▶ **Task prompt**: Start with the first line of the records below. Output each line exactly, ending with the one that contains "mod capture;".

*** Records for processing Section Begins ***

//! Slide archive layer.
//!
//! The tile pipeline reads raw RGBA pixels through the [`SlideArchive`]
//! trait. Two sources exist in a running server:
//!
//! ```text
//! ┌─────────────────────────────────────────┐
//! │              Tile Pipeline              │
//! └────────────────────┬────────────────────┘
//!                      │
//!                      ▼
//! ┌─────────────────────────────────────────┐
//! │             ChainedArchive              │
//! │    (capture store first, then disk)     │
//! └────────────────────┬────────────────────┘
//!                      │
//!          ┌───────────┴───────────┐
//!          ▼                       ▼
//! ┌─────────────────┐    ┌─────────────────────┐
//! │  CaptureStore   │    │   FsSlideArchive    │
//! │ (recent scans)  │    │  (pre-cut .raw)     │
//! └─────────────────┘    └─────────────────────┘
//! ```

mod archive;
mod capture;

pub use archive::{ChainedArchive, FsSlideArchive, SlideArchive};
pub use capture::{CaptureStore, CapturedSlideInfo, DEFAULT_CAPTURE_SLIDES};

*** Records for processing Section Ends ***

▶ **Task output**:
//! Slide archive layer.
//!
//! The tile pipeline reads raw RGBA pixels through the [`SlideArchive`]
//! trait. Two sources exist in a running server:
//!
//! ```text
//! ┌─────────────────────────────────────────┐
//! │              Tile Pipeline              │
//! └────────────────────┬────────────────────┘
//!                      │
//!                      ▼
//! ┌─────────────────────────────────────────┐
//! │             ChainedArchive              │
//! │    (capture store first, then disk)     │
//! └────────────────────┬────────────────────┘
//!                      │
//!          ┌───────────┴───────────┐
//!          ▼                       ▼
//! ┌─────────────────┐    ┌─────────────────────┐
//! │  CaptureStore   │    │   FsSlideArchive    │
//! │ (recent scans)  │    │  (pre-cut .raw)     │
//! └─────────────────┘    └─────────────────────┘
//! ```

mod archive;
mod capture;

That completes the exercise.